### YOUR INSTRUCTIONS
In exact form, set down only those lines of the material that run from its first line to the line with "impl std::fmt::Display for NodeSummary", inclusive.

### PROVIDED ENTRIES
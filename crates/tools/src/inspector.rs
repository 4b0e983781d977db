use glam::{Quat, Vec3};
use std::time::Duration;
use worldsync_common::Transform;
use worldsync_kernel::{Entity, FocusLevel, World, WorldHandle, WorldPhase};
use worldsync_persist::{DataNode, DataNodeGroup, LeafValue};
use worldsync_sync::{NetPointer, SyncObject};

/// Shape statistics of a node tree.
#[derive(Debug, Clone, Default, PartialEq, Eq)]
pub struct NodeSummary {
    pub groups: usize,
    pub lists: usize,
    pub leaves: usize,
    /// Depth of the deepest node; the root group is depth 1.
    pub max_depth: usize,
    /// Non-null pointer leaves.
    pub pointers: usize,
    /// Total length of byte leaves.
    pub payload_bytes: usize,
}

impl std::fmt::Display for NodeSummary {
    fn fmt(&self, f: &mut std::fmt::Formatter<'_>) -> std::fmt::Result {
        write!(
            f,
            "Nodes: groups={} lists={} leaves={} depth={} pointers={} bytes={}",
            self.groups, self.lists, self.leaves, self.max_depth, self.pointers, self.payload_bytes
        )
    }
}

/// Read-only queries over serialized node trees.
pub struct NodeInspector;

impl NodeInspector {
    pub fn summary(root: &DataNodeGroup) -> NodeSummary {
        let mut summary = NodeSummary::default();
        Self::visit_group(root, 1, &mut summary);
        summary
    }

    /// Every distinct non-null pointer in the tree, in first-seen order.
    pub fn pointers(root: &DataNodeGroup) -> Vec<NetPointer> {
        let mut found = Vec::new();
        let mut stack: Vec<&DataNode> = root.iter().map(|(_, n)| n).collect::<Vec<_>>().into_iter().rev().collect();
        while let Some(node) = stack.pop() {
            match node {
                DataNode::Leaf(LeafValue::Pointer(p)) if !p.is_null() && !found.contains(p) => {
                    found.push(*p);
                }
                DataNode::Leaf(_) => {}
                DataNode::Group(group) => stack.extend(group.iter().map(|(_, n)| n).collect::<Vec<_>>().into_iter().rev()),
                DataNode::List(list) => stack.extend(list.iter().rev()),
            }
        }
        found
    }

    fn visit_group(group: &DataNodeGroup, depth: usize, summary: &mut NodeSummary) {
        summary.groups += 1;
        summary.max_depth = summary.max_depth.max(depth);
        for (_, child) in group.iter() {
            Self::visit(child, depth + 1, summary);
        }
    }

    fn visit(node: &DataNode, depth: usize, summary: &mut NodeSummary) {
        match node {
            DataNode::Leaf(leaf) => {
                summary.leaves += 1;
                summary.max_depth = summary.max_depth.max(depth);
                match leaf {
                    LeafValue::Pointer(p) if !p.is_null() => summary.pointers += 1,
                    LeafValue::Bytes(b) => summary.payload_bytes += b.len(),
                    _ => {}
                }
            }
            DataNode::Group(group) => Self::visit_group(group, depth, summary),
            DataNode::List(list) => {
                summary.lists += 1;
                summary.max_depth = summary.max_depth.max(depth);
                for child in list.iter() {
                    Self::visit(child, depth + 1, summary);
                }
            }
        }
    }
}

/// World inspector for developer tooling.
///
/// Provides read-only queries against live world state for debugging and
/// profiling.
pub struct WorldInspector;

impl WorldInspector {
    pub fn summary(world: &World) -> WorldSummary {
        WorldSummary {
            name: world.display_name().to_string(),
            session_id: world.session_id.value().clone(),
            tick: world.tick(),
            entity_count: world.root.entity_count(),
            component_count: world.root.component_count(),
        }
    }

    /// Lifecycle view of a managed world.
    pub fn status(handle: &WorldHandle) -> WorldStatus {
        WorldStatus {
            name: handle.name(),
            phase: handle.phase(),
            focus: handle.focus(),
            session_id: handle.session_id(),
            step_time: handle.shared().step_time(),
        }
    }

    /// Find an entity by name, depth first from the root.
    pub fn inspect_entity(world: &World, name: &str) -> Option<EntityInfo> {
        let entity = if world.root.name.value().as_str() == name {
            &world.root
        } else {
            world.root.find_child(name)?
        };
        Some(EntityInfo::from_entity(entity))
    }

    /// Every live entity, depth first.
    pub fn list_entities(world: &World) -> Vec<EntityInfo> {
        let mut out = Vec::new();
        let mut stack = vec![&world.root];
        while let Some(entity) = stack.pop() {
            if entity.is_removed() {
                continue;
            }
            out.push(EntityInfo::from_entity(entity));
            stack.extend(entity.children.iter().rev());
        }
        out
    }
}

/// Summary of world state for the inspector.
#[derive(Debug, Clone)]
pub struct WorldSummary {
    pub name: String,
    pub session_id: String,
    pub tick: u64,
    pub entity_count: usize,
    pub component_count: usize,
}

impl std::fmt::Display for WorldSummary {
    fn fmt(&self, f: &mut std::fmt::Formatter<'_>) -> std::fmt::Result {
        write!(
            f,
            "World '{}': tick={} entities={} components={}",
            self.name, self.tick, self.entity_count, self.component_count
        )?;
        if !self.session_id.is_empty() {
            write!(f, " session={}", self.session_id)?;
        }
        Ok(())
    }
}

#[derive(Debug, Clone)]
pub struct WorldStatus {
    pub name: String,
    pub phase: WorldPhase,
    pub focus: FocusLevel,
    pub session_id: String,
    pub step_time: Duration,
}

impl std::fmt::Display for WorldStatus {
    fn fmt(&self, f: &mut std::fmt::Formatter<'_>) -> std::fmt::Result {
        write!(
            f,
            "{:<20} {:?} focus={:?} step={:.3}ms",
            self.name,
            self.phase,
            self.focus,
            self.step_time.as_secs_f64() * 1000.0
        )
    }
}

/// Detailed info about a single entity.
#[derive(Debug, Clone)]
pub struct EntityInfo {
    pub pointer: NetPointer,
    pub name: String,
    pub enabled: bool,
    pub position: Vec3,
    pub rotation: Quat,
    pub scale: Vec3,
    pub components: Vec<&'static str>,
}

impl EntityInfo {
    fn from_entity(entity: &Entity) -> Self {
        let Transform {
            position,
            rotation,
            scale,
        } = entity.transform();
        Self {
            pointer: entity.pointer(),
            name: entity.name.value().clone(),
            enabled: *entity.enabled.value(),
            position,
            rotation,
            scale,
            components: entity
                .components
                .iter()
                .filter(|c| !c.is_removed())
                .map(|c| c.type_name())
                .collect(),
        }
    }
}

impl std::fmt::Display for EntityInfo {
    fn fmt(&self, f: &mut std::fmt::Formatter<'_>) -> std::fmt::Result {
        write!(
            f,
            "Entity [{}] {} pos=({:.2}, {:.2}, {:.2}) scale=({:.2}, {:.2}, {:.2})",
            self.pointer,
            self.name,
            self.position.x,
            self.position.y,
            self.position.z,
            self.scale.x,
            self.scale.y,
            self.scale.z,
        )?;
        if !self.enabled {
            write!(f, " (disabled)")?;
        }
        if !self.components.is_empty() {
            write!(f, " [{}]", self.components.join(", "))?;
        }
        Ok(())
    }
}
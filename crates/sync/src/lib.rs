//! Structural serialization of syncable object graphs into node trees.
//!
//! One serializer instance runs in exactly one mode, persist or replicate,
//! fixed at construction. Worker types describe their syncable fields with a
//! `const FIELDS` table; the structural walk filters those fields by their
//! tags and recurses into each.
//!
//! # Invariants
//! - Every group produced carries the subject's pointer under `pointer`.
//! - Objects marked removed are never emitted as list entries and are never
//!   recursed into.
//! - A failure in any field fails the whole serialize call.

mod deserializer;
mod elements;
mod error;
mod object;
mod registry;
mod serializer;
mod value;

pub use deserializer::{PointerMap, SyncDeserializer};
pub use elements::{Construct, SyncAbstractList, SyncList, SyncRef, Synced};
pub use error::SyncError;
pub use object::{FieldDescriptor, FieldTags, HookError, SyncObject, SyncWorker, relink_fields};
pub use registry::{Constructor, TypeRegistry};
pub use serializer::{
    LIST_KEY, POINTER_KEY, SerializeMode, SyncSerializer, TARGET_KEY, TYPE_KEY, VALUE_KEY,
};
pub use value::{SyncEnum, SyncValue};

pub use worldsync_common::{NetPointer, PointerAllocator};
pub use worldsync_persist::{DataNode, DataNodeGroup, DataNodeList, LeafValue};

### SOLUTION
filename crates/tools/src/inspector.rs
repository 4b0e983781d977db
use glam::{Quat, Vec3};
use std::time::Duration;
use worldsync_common::Transform;
use worldsync_kernel::{Entity, FocusLevel, World, WorldHandle, WorldPhase};
use worldsync_persist::{DataNode, DataNodeGroup, LeafValue};
use worldsync_sync::{NetPointer, SyncObject};

/// Shape statistics of a node tree.
#[derive(Debug, Clone, Default, PartialEq, Eq)]
pub struct NodeSummary {
    pub groups: usize,
    pub lists: usize,
    pub leaves: usize,
    /// Depth of the deepest node; the root group is depth 1.
    pub max_depth: usize,
    /// Non-null pointer leaves.
    pub pointers: usize,
    /// Total length of byte leaves.
    pub payload_bytes: usize,
}

impl std::fmt::Display for NodeSummary {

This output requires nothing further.